---------- MATERIAL TO PROCESS
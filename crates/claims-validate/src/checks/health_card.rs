//! Health card number checks.

use claims_model::{Check, HEALTH_CARD_LENGTH, ValidationError};

use super::present;

/// Validate a health card number.
///
/// Length and digit-only checks run independently so both problems are
/// reported together. A non-digit value stops before the checksum, which
/// needs pure digits; a wrong-length digit string still gets the checksum.
pub fn health_card_number(value: Option<&str>) -> Vec<ValidationError> {
    let Some(value) = present(value) else {
        return vec![Check::HealthCardMissing.into()];
    };

    let mut errors = Vec::new();

    if value.chars().count() != HEALTH_CARD_LENGTH {
        errors.push(Check::HealthCardLength.into());
    }

    if !value.chars().all(|c| c.is_ascii_digit()) {
        errors.push(Check::HealthCardNonDigit.into());
        return errors;
    }

    if !passes_mod10(value) {
        errors.push(Check::HealthCardChecksum.into());
    }

    errors
}

/// MOD-10 (Luhn) check over a digit string.
///
/// The last digit is the check digit. Payload digits are walked left to
/// right and those whose index has the parity of `len - 2` are doubled
/// (minus 9 when the result exceeds 9). Valid when the total is divisible
/// by 10. Returns false for empty input or any non-digit.
pub fn passes_mod10(number: &str) -> bool {
    let digits: Vec<u32> = number.chars().filter_map(|c| c.to_digit(10)).collect();
    if digits.is_empty() || digits.len() != number.len() {
        return false;
    }

    // (len - 2) and len always share parity.
    let parity = digits.len() % 2;
    let Some((check_digit, payload)) = digits.split_last() else {
        return false;
    };

    let mut checksum = *check_digit;
    for (idx, digit) in payload.iter().enumerate() {
        let mut value = *digit;
        if idx % 2 == parity {
            value *= 2;
            if value > 9 {
                value -= 9;
            }
        }
        checksum += value;
    }

    checksum % 10 == 0
}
--------------------
WORK TASK → Gather from the records above every line containing the string "else".

SOLUTION FOR THIS EXERCISE →
    let Some(value) = present(value) else {
    let Some((check_digit, payload)) = digits.split_last() else {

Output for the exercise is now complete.